Data entries
________________________
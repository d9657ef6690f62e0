//! Spawning external PostgreSQL programs.
//!
//! Both flavors share the same shape: run with the instance's base directory
//! as the working directory, drop privileges to the configured uid, capture
//! output, and treat a non-zero exit as failure carrying the program's
//! stderr. The blocking flavor exists solely for the process-exit path,
//! where no suspension is permitted.

use std::ffi::OsString;
use std::fmt;
use std::path::Path;
use std::process::{Output, Stdio};

use nix::unistd::Uid;

/// A failed program invocation: which program and why.
///
/// Callers map this into the appropriate error-taxonomy variant (init vs
/// start vs teardown); the exec layer itself has no opinion.
#[derive(Debug)]
pub(crate) struct CommandFailure {
    pub(crate) program: String,
    pub(crate) detail: String,
}

impl fmt::Display for CommandFailure {
    fn fmt(&self, f: &mut fmt::Formatter<'_>) -> fmt::Result {
        write!(f, "{}: {}", self.program, self.detail)
    }
}

fn failure(program: &Path, detail: String) -> CommandFailure {
    CommandFailure {
        program: program.display().to_string(),
        detail,
    }
}

fn describe_output(output: &Output) -> String {
    let stderr = String::from_utf8_lossy(&output.stderr);
    let stderr = stderr.trim();
    if stderr.is_empty() {
        format!("exited with {}", output.status)
    } else {
        format!("{} ({})", stderr, output.status)
    }
}

pub(crate) async fn run(
    program: &Path,
    args: &[OsString],
    uid: Option<Uid>,
    cwd: &Path,
    env: &[(&str, &str)],
) -> Result<Output, CommandFailure> {
    let mut cmd = tokio::process::Command::new(program);
    cmd.args(args)
        .current_dir(cwd)
        .stdin(Stdio::null())
        .stdout(Stdio::piped())
        .stderr(Stdio::piped());
    for (key, value) in env {
        cmd.env(key, value);
    }
    if let Some(uid) = uid {
        cmd.uid(uid.as_raw());
    }

    tracing::debug!(program = %program.display(), ?args, "running");

    let output = cmd
        .output()
        .await
        .map_err(|e| failure(program, format!("cannot execute: {}", e)))?;

    if output.status.success() {
        Ok(output)
    } else {
        Err(failure(program, describe_output(&output)))
    }
}

/// Blocking twin of [`run`], for the process-exit path only.
pub(crate) fn run_blocking(
    program: &Path,
    args: &[OsString],
    uid: Option<Uid>,
    cwd: &Path,
) -> Result<Output, CommandFailure> {
    use std::os::unix::process::CommandExt;

    let mut cmd = std::process::Command::new(program);
    cmd.args(args)
        .current_dir(cwd)
        .stdin(Stdio::null())
        .stdout(Stdio::piped())
        .stderr(Stdio::piped());
    if let Some(uid) = uid {
        cmd.uid(uid.as_raw());
    }

    let output = cmd
        .output()
        .map_err(|e| failure(program, format!("cannot execute: {}", e)))?;

    if output.status.success() {
        Ok(output)
    } else {
        Err(failure(program, describe_output(&output)))
    }
}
________________________
Brief
An exact reproduction of all the entries above is the expected answer.

Final answer
repository d9657ef6690f62e0
//! Spawning external PostgreSQL programs.
//!
//! Both flavors share the same shape: run with the instance's base directory
//! as the working directory, drop privileges to the configured uid, capture
//! output, and treat a non-zero exit as failure carrying the program's
//! stderr. The blocking flavor exists solely for the process-exit path,
//! where no suspension is permitted.

use std::ffi::OsString;
use std::fmt;
use std::path::Path;
use std::process::{Output, Stdio};

use nix::unistd::Uid;

/// A failed program invocation: which program and why.
///
/// Callers map this into the appropriate error-taxonomy variant (init vs
/// start vs teardown); the exec layer itself has no opinion.
#[derive(Debug)]
pub(crate) struct CommandFailure {
    pub(crate) program: String,
    pub(crate) detail: String,
}

impl fmt::Display for CommandFailure {
    fn fmt(&self, f: &mut fmt::Formatter<'_>) -> fmt::Result {
        write!(f, "{}: {}", self.program, self.detail)
    }
}

fn failure(program: &Path, detail: String) -> CommandFailure {
    CommandFailure {
        program: program.display().to_string(),
        detail,
    }
}

fn describe_output(output: &Output) -> String {
    let stderr = String::from_utf8_lossy(&output.stderr);
    let stderr = stderr.trim();
    if stderr.is_empty() {
        format!("exited with {}", output.status)
    } else {
        format!("{} ({})", stderr, output.status)
    }
}

pub(crate) async fn run(
    program: &Path,
    args: &[OsString],
    uid: Option<Uid>,
    cwd: &Path,
    env: &[(&str, &str)],
) -> Result<Output, CommandFailure> {
    let mut cmd = tokio::process::Command::new(program);
    cmd.args(args)
        .current_dir(cwd)
        .stdin(Stdio::null())
        .stdout(Stdio::piped())
        .stderr(Stdio::piped());
    for (key, value) in env {
        cmd.env(key, value);
    }
    if let Some(uid) = uid {
        cmd.uid(uid.as_raw());
    }

    tracing::debug!(program = %program.display(), ?args, "running");

    let output = cmd
        .output()
        .await
        .map_err(|e| failure(program, format!("cannot execute: {}", e)))?;

    if output.status.success() {
        Ok(output)
    } else {
        Err(failure(program, describe_output(&output)))
    }
}

/// Blocking twin of [`run`], for the process-exit path only.
pub(crate) fn run_blocking(
    program: &Path,
    args: &[OsString],
    uid: Option<Uid>,
    cwd: &Path,
) -> Result<Output, CommandFailure> {
    use std::os::unix::process::CommandExt;

    let mut cmd = std::process::Command::new(program);
    cmd.args(args)
        .current_dir(cwd)
        .stdin(Stdio::null())
        .stdout(Stdio::piped())
        .stderr(Stdio::piped());
    if let Some(uid) = uid {
        cmd.uid(uid.as_raw());
    }

    let output = cmd
        .output()
        .map_err(|e| failure(program, format!("cannot execute: {}", e)))?;

    if output.status.success() {
        Ok(output)
    } else {
        Err(failure(program, describe_output(&output)))
    }
}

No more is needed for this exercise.